Effective evaluation of alternative management strategies to control global warming requires tools for simulating emissions of N₂O from soils across a range of soil properties, weather, and management inputs. We hypothesized that with modification to the nitrification and denitrification submodels of the Nitrate Leaching and Economic Analysis Package (NLEAP) model, we could simulate daily N₂O emissions as a function of soil moisture, temperature, N content, and other factors. Field parameterization was conducted on an Ulm clay loam soil (a fine, montmorillonitic, mesic Ustollic Haplargid) and validation experiments for N₂O gas emissions were performed on an on-farm swine effluent study site on a Valent sandy soil (a mixed, mesic Ustic Torripsamment). The unitless model parameters reflecting the maximum fraction of selected N transformations emitted as N₂O for nitrification (αN), wet-period denitrification (αw), and dry-period denitrifiation (αd) were calibrated as 0.065, 0.050, and 0.520 separately and then used in the validation study. The trends and magnitudes of simulated N₂O emissions were statistically consistent with the results obtained from the field experiments (r = 0.78).
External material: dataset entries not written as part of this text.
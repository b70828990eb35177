//! Session Store
//!
//! Purchase intents keyed by checkout session id, plus the issued credential
//! records. State transitions on an intent are compare-and-set operations so
//! that concurrent confirmations for one session have a single winner.

mod memory;
#[cfg(feature = "postgres")]
mod postgres;

pub use memory::MemoryStore;
#[cfg(feature = "postgres")]
pub use postgres::{PgStore, TableNames};

use async_trait::async_trait;
use chrono::{DateTime, Utc};
use serde::{Deserialize, Serialize};

use crate::credential::{IssuedCredential, Tier};
use crate::error::Result;
use crate::token::OneTimeToken;

/// One checkout attempt
#[derive(Clone, Debug, Serialize, Deserialize)]
pub struct PurchaseIntent {
    /// Processor-assigned checkout session id
    pub session_id: String,

    /// Identity that started the checkout
    pub requester: String,

    /// Token bound into the success URL
    pub one_time_token: OneTimeToken,

    /// Tier being purchased
    pub tier: Tier,

    /// Set exactly once, after the credential is persisted
    pub issued: bool,

    /// Set exactly once, by the confirmation that won the claim
    pub claimed_at: Option<DateTime<Utc>>,

    pub created_at: DateTime<Utc>,

    pub issued_at: Option<DateTime<Utc>>,
}

impl PurchaseIntent {
    pub fn new(
        session_id: String,
        requester: String,
        one_time_token: OneTimeToken,
        tier: Tier,
    ) -> Self {
        Self {
            session_id,
            requester,
            one_time_token,
            tier,
            issued: false,
            claimed_at: None,
            created_at: Utc::now(),
            issued_at: None,
        }
    }

    /// True once any confirmation has started or finished issuance.
    pub fn is_consumed(&self) -> bool {
        self.issued || self.claimed_at.is_some()
    }
}

/// Result of [`SessionStore::try_claim`]
#[derive(Clone, Copy, Debug, PartialEq, Eq)]
pub enum ClaimOutcome {
    /// This caller owns the issuance.
    Claimed,
    /// Another caller claimed or finished first.
    AlreadyClaimed,
    /// No intent for this session.
    Missing,
}

/// Result of [`SessionStore::mark_issued`]
#[derive(Clone, Copy, Debug, PartialEq, Eq)]
pub enum MarkOutcome {
    Marked,
    /// Already issued, or never claimed.
    Rejected,
    Missing,
}

/// Purchase intent storage
#[async_trait]
pub trait SessionStore: Send + Sync {
    /// Insert or overwrite the intent for its session id.
    ///
    /// Overwriting is only valid before the intent is claimed; checkout
    /// initiation is the sole writer.
    async fn put(&self, intent: &PurchaseIntent) -> Result<()>;

    /// Get intent by checkout session id
    async fn get(&self, session_id: &str) -> Result<Option<PurchaseIntent>>;

    /// Set `claimed_at` if the intent is neither claimed nor issued.
    async fn try_claim(&self, session_id: &str) -> Result<ClaimOutcome>;

    /// Set `issued` if the intent is claimed and not yet issued.
    async fn mark_issued(&self, session_id: &str) -> Result<MarkOutcome>;
}

/// Issued credential storage
#[async_trait]
pub trait CredentialStore: Send + Sync {
    /// Persist a newly issued credential
    async fn save(&self, credential: &IssuedCredential) -> Result<()>;

    /// All credentials issued to an owner for a tier
    async fn find_by_owner(&self, owner: &str, tier: Tier) -> Result<Vec<IssuedCredential>>;
}
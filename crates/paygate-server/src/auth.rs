//! Authenticated identity extractor.
//!
//! The identity passed to the access controller comes from a verified bearer
//! token, never from the path or query string.

use axum::Json;
use axum::extract::FromRequestParts;
use axum::http::StatusCode;
use axum::http::request::Parts;
use axum::response::{IntoResponse, Response};
use jsonwebtoken::{Algorithm, DecodingKey, Validation, decode};
use serde_json::{Map, Value};

use crate::handlers::ErrorResponse;
use crate::state::AppState;

/// How identity tokens are verified.
#[derive(Clone)]
pub struct AuthConfig {
    /// HS256 signing secret shared with the identity provider.
    pub secret: String,

    /// Claim holding the username.
    pub identity_claim: String,

    /// Expected `aud`, if the provider sets one.
    pub audience: Option<String>,
}

impl std::fmt::Debug for AuthConfig {
    fn fmt(&self, f: &mut std::fmt::Formatter<'_>) -> std::fmt::Result {
        f.debug_struct("AuthConfig")
            .field("secret", &"***")
            .field("identity_claim", &self.identity_claim)
            .field("audience", &self.audience)
            .finish()
    }
}

impl AuthConfig {
    /// Verify `token` and return the identity claim.
    pub fn verify(&self, token: &str) -> Result<String, AuthRejection> {
        let mut validation = Validation::new(Algorithm::HS256);
        match &self.audience {
            Some(aud) => validation.set_audience(&[aud]),
            None => validation.validate_aud = false,
        }

        let data = decode::<Map<String, Value>>(
            token,
            &DecodingKey::from_secret(self.secret.as_bytes()),
            &validation,
        )
        .map_err(|e| {
            tracing::debug!(error = %e, "Identity token rejected");
            AuthRejection::InvalidToken
        })?;

        data.claims
            .get(&self.identity_claim)
            .and_then(Value::as_str)
            .filter(|identity| !identity.is_empty())
            .map(str::to_string)
            .ok_or(AuthRejection::MissingIdentity)
    }
}

/// Why a request carried no usable identity.
#[derive(Debug, PartialEq, Eq)]
pub enum AuthRejection {
    MissingToken,
    InvalidToken,
    MissingIdentity,
}

impl IntoResponse for AuthRejection {
    fn into_response(self) -> Response {
        let code = match self {
            AuthRejection::MissingToken => "MISSING_TOKEN",
            AuthRejection::InvalidToken => "INVALID_TOKEN",
            AuthRejection::MissingIdentity => "MISSING_IDENTITY",
        };
        (
            StatusCode::UNAUTHORIZED,
            Json(ErrorResponse {
                error: "Unauthorized".into(),
                code: code.into(),
            }),
        )
            .into_response()
    }
}

/// Identity proven by the request's bearer token.
#[derive(Debug, Clone)]
pub struct AuthenticatedIdentity(pub String);

impl FromRequestParts<AppState> for AuthenticatedIdentity {
    type Rejection = AuthRejection;

    async fn from_request_parts(
        parts: &mut Parts,
        state: &AppState,
    ) -> Result<Self, Self::Rejection> {
        let token = parts
            .headers
            .get("authorization")
            .and_then(|v| v.to_str().ok())
            .and_then(|v| v.strip_prefix("Bearer "))
            .ok_or(AuthRejection::MissingToken)?;

        state.auth.verify(token).map(AuthenticatedIdentity)
    }
}
//! Issuance Orchestrator
//!
//! Drives a purchase from checkout to credential:
//!
//! ```text
//! initiate_checkout ──▶ hosted checkout ──▶ confirm_and_issue
//!   resolve price         (out of band)       1. payment status == paid
//!   new one-time token                        2. intent exists
//!   create session                            3. token matches
//!   put intent                                4. not consumed
//!                                             5. try_claim (single winner)
//!                                             6. mint → attach → save → mark_issued
//! ```
//!
//! Steps 1–5 have no side effects outside the claim. Once the claim is won,
//! step 6 runs on its own task so a dropped request cannot stop it halfway;
//! any failure is reported as [`IssuanceError::Inconsistency`] and never
//! retried.

use std::future::Future;
use std::sync::Arc;
use std::time::Duration;

use crate::config::IssuanceConfig;
use crate::credential::IssuedCredential;
use crate::error::{IssuanceError, ReplayKind, Result};
use crate::gateway::{CheckoutParams, PaymentGateway};
use crate::redirect::{Destination, Redirect};
use crate::registry::CredentialRegistry;
use crate::store::{ClaimOutcome, CredentialStore, MarkOutcome, PurchaseIntent, SessionStore};
use crate::token::OneTimeToken;

/// Log target for replay and identity-mismatch events.
pub const FRAUD_TARGET: &str = "paygate::fraud";

const MAX_LOOKUP_KEY_LEN: usize = 200;
const MAX_IDENTITY_LEN: usize = 128;
const MAX_SESSION_ID_LEN: usize = 255;

/// Bound an external call; a timeout is reported, never retried.
pub(crate) async fn bounded<T>(
    limit: Duration,
    what: &'static str,
    call: impl Future<Output = Result<T>>,
) -> Result<T> {
    match tokio::time::timeout(limit, call).await {
        Ok(result) => result,
        Err(_) => Err(IssuanceError::Upstream(format!(
            "{what} timed out after {}ms",
            limit.as_millis()
        ))),
    }
}

/// Same as [`bounded`], for store calls.
pub(crate) async fn bounded_store<T>(
    limit: Duration,
    what: &'static str,
    call: impl Future<Output = Result<T>>,
) -> Result<T> {
    match tokio::time::timeout(limit, call).await {
        Ok(result) => result,
        Err(_) => Err(IssuanceError::Persistence(format!(
            "{what} timed out after {}ms",
            limit.as_millis()
        ))),
    }
}

pub(crate) fn validate_identity(identity: &str) -> Result<()> {
    if identity.is_empty() || identity.len() > MAX_IDENTITY_LEN {
        return Err(IssuanceError::Validation("identity length".into()));
    }
    if identity.chars().any(char::is_control) {
        return Err(IssuanceError::Validation("identity contains control characters".into()));
    }
    Ok(())
}

pub(crate) fn validate_session_id(session_id: &str) -> Result<()> {
    let ok = !session_id.is_empty()
        && session_id.len() <= MAX_SESSION_ID_LEN
        && session_id
            .chars()
            .all(|c| c.is_ascii_alphanumeric() || c == '_' || c == '-');
    if ok {
        Ok(())
    } else {
        Err(IssuanceError::Validation("malformed session id".into()))
    }
}

fn validate_lookup_key(lookup_key: &str) -> Result<()> {
    let ok = !lookup_key.is_empty()
        && lookup_key.len() <= MAX_LOOKUP_KEY_LEN
        && lookup_key
            .chars()
            .all(|c| c.is_ascii_alphanumeric() || matches!(c, '.' | '_' | '-'));
    if ok {
        Ok(())
    } else {
        Err(IssuanceError::Validation("malformed lookup key".into()))
    }
}

/// Checkout initiation and payment-gated credential issuance.
pub struct IssuanceService {
    gateway: Arc<dyn PaymentGateway>,
    registry: Arc<dyn CredentialRegistry>,
    sessions: Arc<dyn SessionStore>,
    credentials: Arc<dyn CredentialStore>,
    config: IssuanceConfig,
}

impl IssuanceService {
    pub fn new(
        gateway: Arc<dyn PaymentGateway>,
        registry: Arc<dyn CredentialRegistry>,
        sessions: Arc<dyn SessionStore>,
        credentials: Arc<dyn CredentialStore>,
        config: IssuanceConfig,
    ) -> Self {
        Self {
            gateway,
            registry,
            sessions,
            credentials,
            config,
        }
    }

    pub fn config(&self) -> &IssuanceConfig {
        &self.config
    }

    /// Start a checkout for `requester` and return the hosted checkout page.
    ///
    /// The intent is persisted before the link is handed out; if the write
    /// fails the caller gets an error and no link.
    pub async fn initiate_checkout(&self, lookup_key: &str, requester: &str) -> Result<Redirect> {
        validate_lookup_key(lookup_key)?;
        validate_identity(requester)?;

        let limit = self.config.upstream_timeout;

        let price_id = bounded(limit, "price lookup", self.gateway.resolve_price(lookup_key))
            .await?
            .ok_or_else(|| IssuanceError::PriceNotFound(lookup_key.to_string()))?;

        let token = OneTimeToken::generate();
        let params = CheckoutParams {
            price_id,
            success_url: self.config.success_url_template(token.as_str()),
            cancel_url: self.config.redirects.payment_cancel.clone(),
            requester: requester.to_string(),
        };

        let session = bounded(
            limit,
            "checkout session",
            self.gateway.create_checkout_session(params),
        )
        .await?;

        let intent = PurchaseIntent::new(
            session.id.clone(),
            requester.to_string(),
            token,
            self.config.tier,
        );

        if let Err(e) = bounded_store(limit, "intent write", self.sessions.put(&intent)).await {
            tracing::error!(
                session_id = %session.id,
                requester = %requester,
                error = %e,
                "Checkout session created but intent was not stored; link withheld"
            );
            return Err(e);
        }

        tracing::info!(
            session_id = %session.id,
            requester = %requester,
            lookup_key = %lookup_key,
            "Checkout initiated"
        );

        Ok(Redirect::to(session.url))
    }

    /// Verify payment and the one-time token, then issue the credential once.
    pub async fn confirm_and_issue(
        &self,
        session_id: &str,
        presented_token: &str,
    ) -> Result<Redirect> {
        validate_session_id(session_id)?;
        let presented = OneTimeToken::parse(presented_token)
            .ok_or_else(|| IssuanceError::Validation("malformed one-time token".into()))?;

        let limit = self.config.upstream_timeout;

        let status = bounded(limit, "session status", self.gateway.session_status(session_id)).await?;
        if !status.payment_status.is_paid() {
            tracing::info!(
                session_id = %session_id,
                status = ?status.payment_status,
                "Confirmation for unpaid session"
            );
            return Err(IssuanceError::PaymentNotConfirmed);
        }

        let intent = bounded_store(limit, "intent read", self.sessions.get(session_id))
            .await?
            .ok_or(IssuanceError::ReplayDetected(ReplayKind::UnknownSession))
            .inspect_err(|_| self.log_replay(session_id, ReplayKind::UnknownSession))?;

        if !intent.one_time_token.matches(&presented) {
            self.log_replay(session_id, ReplayKind::TokenMismatch);
            return Err(IssuanceError::ReplayDetected(ReplayKind::TokenMismatch));
        }

        if intent.is_consumed() {
            self.log_replay(session_id, ReplayKind::AlreadyIssued);
            return Err(IssuanceError::ReplayDetected(ReplayKind::AlreadyIssued));
        }

        self.warn_on_existing_credentials(&intent).await;

        match bounded_store(limit, "intent claim", self.sessions.try_claim(session_id)).await? {
            ClaimOutcome::Claimed => {}
            ClaimOutcome::AlreadyClaimed => {
                self.log_replay(session_id, ReplayKind::AlreadyIssued);
                return Err(IssuanceError::ReplayDetected(ReplayKind::AlreadyIssued));
            }
            ClaimOutcome::Missing => {
                self.log_replay(session_id, ReplayKind::UnknownSession);
                return Err(IssuanceError::ReplayDetected(ReplayKind::UnknownSession));
            }
        }

        let job = ClaimedIssuance {
            registry: self.registry.clone(),
            sessions: self.sessions.clone(),
            credentials: self.credentials.clone(),
            config: self.config.clone(),
            intent,
        };
        tokio::spawn(job.run())
            .await
            .map_err(|e| IssuanceError::Inconsistency {
                session_id: session_id.to_string(),
                stage: "issuance_task",
                reason: e.to_string(),
            })??;

        Ok(self.config.redirects.redirect(Destination::Success))
    }

    /// Cross-intent duplicates are allowed but made visible.
    async fn warn_on_existing_credentials(&self, intent: &PurchaseIntent) {
        let lookup = self
            .credentials
            .find_by_owner(&intent.requester, intent.tier);
        match bounded_store(self.config.upstream_timeout, "credential lookup", lookup).await {
            Ok(existing) if !existing.is_empty() => {
                tracing::warn!(
                    owner = %intent.requester,
                    tier = %intent.tier,
                    existing = existing.len(),
                    session_id = %intent.session_id,
                    "Owner already holds a credential for this tier; issuing another"
                );
            }
            Ok(_) => {}
            Err(e) => {
                tracing::warn!(error = %e, "Could not check existing credentials");
            }
        }
    }

    fn log_replay(&self, session_id: &str, kind: ReplayKind) {
        tracing::warn!(
            target: FRAUD_TARGET,
            session_id = %session_id,
            kind = %kind,
            "Rejected confirmation"
        );
    }
}

/// Post-claim work, owning its collaborators so it can outlive the request.
struct ClaimedIssuance {
    registry: Arc<dyn CredentialRegistry>,
    sessions: Arc<dyn SessionStore>,
    credentials: Arc<dyn CredentialStore>,
    config: IssuanceConfig,
    intent: PurchaseIntent,
}

impl ClaimedIssuance {
    async fn run(self) -> Result<IssuedCredential> {
        let outcome = self.mint_attach_persist_mark().await;
        match &outcome {
            Ok(credential) => tracing::info!(
                session_id = %credential.session_id,
                owner = %credential.owner,
                tier = %credential.tier,
                credential_id = %credential.credential_id,
                "Credential issued"
            ),
            Err(e) => tracing::error!(
                session_id = %self.intent.session_id,
                requester = %self.intent.requester,
                error = %e,
                "Issuance left incomplete; manual reconciliation required"
            ),
        }
        outcome
    }

    async fn mint_attach_persist_mark(&self) -> Result<IssuedCredential> {
        let intent = &self.intent;
        let limit = self.config.upstream_timeout;
        let session_id = intent.session_id.as_str();
        let inconsistency = |stage: &'static str, e: IssuanceError| IssuanceError::Inconsistency {
            session_id: session_id.to_string(),
            stage,
            reason: e.to_string(),
        };

        let name = self.config.credential_name(&intent.requester);
        let minted = bounded(limit, "credential mint", self.registry.issue_credential(&name))
            .await
            .map_err(|e| inconsistency("mint", e))?;

        bounded(
            limit,
            "usage policy",
            self.registry
                .attach_usage_policy(&minted.id, &self.config.usage_plan_id),
        )
        .await
        .map_err(|e| {
            inconsistency(
                "attach_policy",
                IssuanceError::Upstream(format!("credential {}: {e}", minted.id)),
            )
        })?;

        let credential = IssuedCredential::new(
            intent.requester.clone(),
            intent.tier,
            minted,
            intent.session_id.clone(),
        );

        bounded_store(limit, "credential write", self.credentials.save(&credential))
            .await
            .map_err(|e| {
                inconsistency(
                    "persist_credential",
                    IssuanceError::Persistence(format!(
                        "credential {}: {e}",
                        credential.credential_id
                    )),
                )
            })?;

        match bounded_store(limit, "mark issued", self.sessions.mark_issued(session_id))
            .await
            .map_err(|e| inconsistency("mark_issued", e))?
        {
            MarkOutcome::Marked => Ok(credential),
            other => Err(inconsistency(
                "mark_issued",
                IssuanceError::Persistence(format!(
                    "conditional update returned {other:?} for credential {}",
                    credential.credential_id
                )),
            )),
        }
    }
}
//! Messages consumed by the app reducer.

use specdex_core::Document;
use specdex_query::SortKey;

use crate::{Route, Theme};

/// One user or host event, applied by [`crate::AppState::apply`].
#[derive(Debug, Clone)]
pub enum Command {
    /// Select a category filter; `None` means "all".
    SetCategory(Option<String>),
    /// Select a context/domain filter; `None` means "all".
    SetDomain(Option<String>),
    /// Replace the search term (lowercased by the reducer).
    SetSearch(String),
    /// Select the sort order.
    SetSort(SortKey),
    /// Jump to a 1-based page.
    SetPage(usize),
    NextPage,
    PrevPage,
    /// Programmatic navigation to a route.
    Navigate(Route),
    /// The host reported a fragment change (back/forward navigation).
    FragmentChanged(String),
    SetTheme(Theme),
    /// A payload load finished and was normalized.
    IndexLoaded { documents: Vec<Document>, via_fallback: bool },
    /// Every payload source failed.
    LoadFailed(String),
}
Experimental results showed that the decline of N₂O emission rates from 70 to 2 g N ha⁻¹ d⁻¹ during the growing season was related to soil N content decline from 33 to 4 mg kg⁻¹. Simulated effects of field management on annual N₂O emissions indicated that plowing decreased N₂O relative to notillage corn (Zea mays L.), irrigation increased N₂O 14% relative to dry-land corn, and doubling fertilization N rates from 100 to 200 kg ha⁻¹ increased N₂O emissions 60%.